*** Opening of Records provided ***

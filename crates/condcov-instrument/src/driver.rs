//! The package driver: read a source directory, write its instrumented
//! twin.
//!
//! Files are processed in name order, so condition indices are stable
//! across runs. The first error aborts the whole run; the destination is
//! never silently half-written behind a success return.

use std::fs;
use std::path::Path;

use tracing::{debug, info};
use walkdir::WalkDir;

use condcov_syntax::nodes::traits::to_source;
use condcov_syntax::{parse_file, prettify_error};

use crate::constraints::BuildEnv;
use crate::emitter::{self, RuntimeOptions};
use crate::error::{InstrumentError, Result};
use crate::mark::{mark_file, Marks};
use crate::plan::{plan_file, Plans};
use crate::prepare::prepare_file;
use crate::replace::replace_file;
use crate::table::CoverageTable;
use crate::testmain::{has_test_main, rewrite_test_main};

/// Instrumentation settings for one run.
#[derive(Debug, Clone)]
pub struct Options {
    /// Instrument only whole controlling conditions, without decomposing
    /// short-circuit operators or catching bare comparisons.
    pub branch_coverage: bool,
    /// Instrument `_test.go` files too.
    pub cover_test: bool,
    /// Persist counts after every cover call.
    pub immediately: bool,
    /// Report fully covered conditions as well.
    pub list_all: bool,
    /// Target platform for build-constraint evaluation.
    pub goos: String,
    pub goarch: String,
}

impl Default for Options {
    fn default() -> Self {
        let host = BuildEnv::host();
        Self {
            branch_coverage: false,
            cover_test: false,
            immediately: false,
            list_all: false,
            goos: host.goos,
            goarch: host.goarch,
        }
    }
}

/// What a run produced.
#[derive(Debug, Default)]
pub struct Summary {
    /// Files that went through the instrumentation pipeline.
    pub instrumented: Vec<String>,
    /// Conditions registered across the whole package.
    pub conditions: usize,
    /// Files excluded by a build constraint and copied verbatim.
    pub skipped: Vec<String>,
}

/// Instrument the single-level package directory `src` into `dst`.
///
/// Non-source files at the top level are copied along so the destination
/// stays buildable; subdirectories are not descended into.
pub fn instrument_package(src: &Path, dst: &Path, options: &Options) -> Result<Summary> {
    let env = BuildEnv::new(&options.goos, &options.goarch);
    fs::create_dir_all(dst).map_err(|e| InstrumentError::io(dst, e))?;

    let mut summary = Summary::default();
    let mut table = CoverageTable::new();
    let mut pkg: Option<String> = None;
    let mut external_test = false;
    let mut test_main_found = false;

    for entry in WalkDir::new(src)
        .min_depth(1)
        .max_depth(1)
        .sort_by_file_name()
    {
        let entry = entry.map_err(|e| {
            let io = e
                .into_io_error()
                .unwrap_or_else(|| std::io::Error::other("directory walk failed"));
            InstrumentError::io(src, io)
        })?;
        if !entry.file_type().is_file() {
            continue;
        }
        let name = entry.file_name().to_string_lossy().to_string();
        let path = entry.path();
        if !name.ends_with(".go") {
            fs::copy(path, dst.join(&name)).map_err(|e| InstrumentError::io(path, e))?;
            continue;
        }

        let source = fs::read_to_string(path).map_err(|e| InstrumentError::io(path, e))?;
        if !env.file_matches(&name, &source) {
            debug!(file = %name, "excluded by build constraint");
            fs::write(dst.join(&name), &source).map_err(|e| InstrumentError::io(path, e))?;
            summary.skipped.push(name);
            continue;
        }

        let mut file = parse_file(&source).map_err(|e| InstrumentError::Parse {
            file: path.to_path_buf(),
            message: prettify_error(&e, &source, &name),
        })?;

        let is_test = name.ends_with("_test.go");
        let pkg_name = file.package_name().to_string();
        if is_test && pkg_name.ends_with("_test") {
            external_test = true;
        } else if pkg.is_none() {
            pkg = Some(pkg_name);
        }

        if !is_test || options.cover_test {
            let before = table.len();
            let mut marks = Marks::new();
            mark_file(&file, options.branch_coverage, &mut marks);
            prepare_file(&mut file, &mut marks);
            let mut plans = Plans::new();
            plan_file(&file, &name, &mut marks, &mut plans);
            replace_file(&mut file, &mut plans, &mut table);
            info!(file = %name, conditions = table.len() - before, "instrumented");
            summary.instrumented.push(name.clone());
        }
        if is_test && has_test_main(&file) {
            rewrite_test_main(&mut file, path)?;
            test_main_found = true;
        }

        fs::write(dst.join(&name), to_source(&file)).map_err(|e| InstrumentError::io(path, e))?;
    }

    summary.conditions = table.len();
    let Some(pkg) = pkg else {
        // No package source files at all; nothing to attach a runtime to.
        return Ok(summary);
    };

    let runtime_opts = RuntimeOptions {
        immediately: options.immediately,
        list_all: options.list_all,
    };
    write_generated(dst, "condcov_fixed.go", emitter::fixed_runtime(&pkg))?;
    write_generated(
        dst,
        "condcov_variable.go",
        emitter::variable_file(&pkg, &table, runtime_opts),
    )?;
    if !test_main_found {
        write_generated(
            dst,
            "condcov_no_testmain_test.go",
            emitter::bootstrap_test_main(&pkg),
        )?;
    }
    if external_test {
        let import_path = resolve_import_path(src)?;
        write_generated(
            dst,
            "condcov_bridge_test.go",
            emitter::bridge_file(&pkg, &import_path),
        )?;
    }

    info!(
        files = summary.instrumented.len(),
        conditions = summary.conditions,
        skipped = summary.skipped.len(),
        "package instrumented"
    );
    Ok(summary)
}

fn write_generated(dst: &Path, name: &str, content: String) -> Result<()> {
    let path = dst.join(name);
    fs::write(&path, content).map_err(|e| InstrumentError::io(&path, e))
}

/// Resolve the package's import path by walking up to the nearest module
/// descriptor.
fn resolve_import_path(pkg_dir: &Path) -> Result<String> {
    let not_found = || InstrumentError::ModuleNotFound {
        dir: pkg_dir.to_path_buf(),
    };
    let mut dir = pkg_dir.to_path_buf();
    loop {
        let descriptor = dir.join("go.mod");
        if descriptor.is_file() {
            let text =
                fs::read_to_string(&descriptor).map_err(|e| InstrumentError::io(&descriptor, e))?;
            let module = text
                .lines()
                .find_map(|l| l.trim().strip_prefix("module "))
                .map(|m| m.trim().trim_matches('"').to_string())
                .ok_or_else(not_found)?;
            let rel = pkg_dir.strip_prefix(&dir).unwrap_or(Path::new(""));
            if rel.as_os_str().is_empty() {
                return Ok(module);
            }
            let rel = rel.display().to_string().replace('\\', "/");
            return Ok(format!("{module}/{rel}"));
        }
        if !dir.pop() {
            return Err(not_found());
        }
    }
}

#[cfg(test)]
mod tests {
    use super::*;
    use tempfile::TempDir;

    fn linux_options() -> Options {
        Options {
            goos: "linux".to_string(),
            goarch: "amd64".to_string(),
            ..Options::default()
        }
    }

    fn write(dir: &Path, name: &str, content: &str) {
        fs::write(dir.join(name), content).expect("write fixture");
    }

    fn read(dir: &Path, name: &str) -> String {
        fs::read_to_string(dir.join(name)).expect("read output")
    }

    #[test]
    fn instruments_package_and_emits_runtime() {
        let src = TempDir::new().expect("tempdir");
        let dst = TempDir::new().expect("tempdir");
        write(
            src.path(),
            "demo.go",
            "package demo\n\nfunc Positive(i int) bool {\n\treturn i > 0\n}\n",
        );

        let summary =
            instrument_package(src.path(), dst.path(), &linux_options()).expect("instrument");
        assert_eq!(summary.instrumented, vec!["demo.go"]);
        assert_eq!(summary.conditions, 1);

        let out = read(dst.path(), "demo.go");
        assert!(out.contains("return condcovCover(0, i > 0)"));
        assert!(read(dst.path(), "condcov_fixed.go").starts_with("package demo\n"));
        let var = read(dst.path(), "condcov_variable.go");
        assert!(var.contains("{Start: \"demo.go:4:9\", Code: \"i > 0\"},"));
        assert!(read(dst.path(), "condcov_no_testmain_test.go").contains("func TestMain"));
    }

    #[test]
    fn constraint_excluded_files_are_copied_verbatim() {
        let src = TempDir::new().expect("tempdir");
        let dst = TempDir::new().expect("tempdir");
        write(src.path(), "a.go", "package demo\n\nvar ok = 1 > 0\n");
        let windows_src = "//go:build windows\n\npackage demo\n\nvar win = 1 > 0\n";
        write(src.path(), "b_windows.go", windows_src);

        let summary =
            instrument_package(src.path(), dst.path(), &linux_options()).expect("instrument");
        assert_eq!(summary.skipped, vec!["b_windows.go"]);
        assert_eq!(read(dst.path(), "b_windows.go"), windows_src);
        assert!(read(dst.path(), "a.go").contains("condcovCover(0, 1 > 0)"));
    }

    #[test]
    fn test_files_are_left_alone_without_cover_test() {
        let src = TempDir::new().expect("tempdir");
        let dst = TempDir::new().expect("tempdir");
        write(src.path(), "demo.go", "package demo\n\nvar ok = 1 > 0\n");
        let test_src =
            "package demo\n\nfunc TestOk(t *testing.T) {\n\tif !ok {\n\t\tt.Fail()\n\t}\n}\n";
        write(src.path(), "demo_test.go", test_src);

        let summary =
            instrument_package(src.path(), dst.path(), &linux_options()).expect("instrument");
        assert_eq!(summary.instrumented, vec!["demo.go"]);
        assert_eq!(read(dst.path(), "demo_test.go"), test_src);

        let mut options = linux_options();
        options.cover_test = true;
        let dst2 = TempDir::new().expect("tempdir");
        let summary =
            instrument_package(src.path(), dst2.path(), &options).expect("instrument");
        assert_eq!(summary.instrumented, vec!["demo.go", "demo_test.go"]);
        assert!(read(dst2.path(), "demo_test.go").contains("condcovCover"));
    }

    #[test]
    fn user_test_main_suppresses_bootstrap() {
        let src = TempDir::new().expect("tempdir");
        let dst = TempDir::new().expect("tempdir");
        write(src.path(), "demo.go", "package demo\n\nvar ok = 1 > 0\n");
        write(
            src.path(),
            "main_test.go",
            "package demo\n\nfunc TestMain(m *testing.M) {\n\tos.Exit(m.Run())\n}\n",
        );

        instrument_package(src.path(), dst.path(), &linux_options()).expect("instrument");
        assert!(read(dst.path(), "main_test.go").contains("os.Exit(condcovFinish(m.Run()))"));
        assert!(!dst.path().join("condcov_no_testmain_test.go").exists());
    }

    #[test]
    fn external_tests_get_a_bridge() {
        let src = TempDir::new().expect("tempdir");
        let dst = TempDir::new().expect("tempdir");
        write(src.path(), "go.mod", "module example.com/demo\n\ngo 1.22\n");
        write(src.path(), "demo.go", "package demo\n\nvar ok = 1 > 0\n");
        write(
            src.path(),
            "demo_ext_test.go",
            "package demo_test\n\nfunc TestOk(t *testing.T) {\n}\n",
        );

        instrument_package(src.path(), dst.path(), &linux_options()).expect("instrument");
        let bridge = read(dst.path(), "condcov_bridge_test.go");
        assert!(bridge.starts_with("package demo_test\n"));
        assert!(bridge.contains("import demo \"example.com/demo\""));
    }

    #[test]
    fn missing_module_descriptor_is_an_error() {
        let src = TempDir::new().expect("tempdir");
        let dst = TempDir::new().expect("tempdir");
        write(src.path(), "demo.go", "package demo\n\nvar ok = 1 > 0\n");
        write(
            src.path(),
            "demo_ext_test.go",
            "package demo_test\n\nfunc TestOk(t *testing.T) {\n}\n",
        );

        let err = instrument_package(src.path(), dst.path(), &linux_options()).unwrap_err();
        assert!(matches!(err, InstrumentError::ModuleNotFound { .. }));
    }
}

*** Close of Records provided ***

Report each line of the entries where the word "level" occurs.

/// Instrument the single-level package directory `src` into `dst`.
/// Non-source files at the top level are copied along so the destination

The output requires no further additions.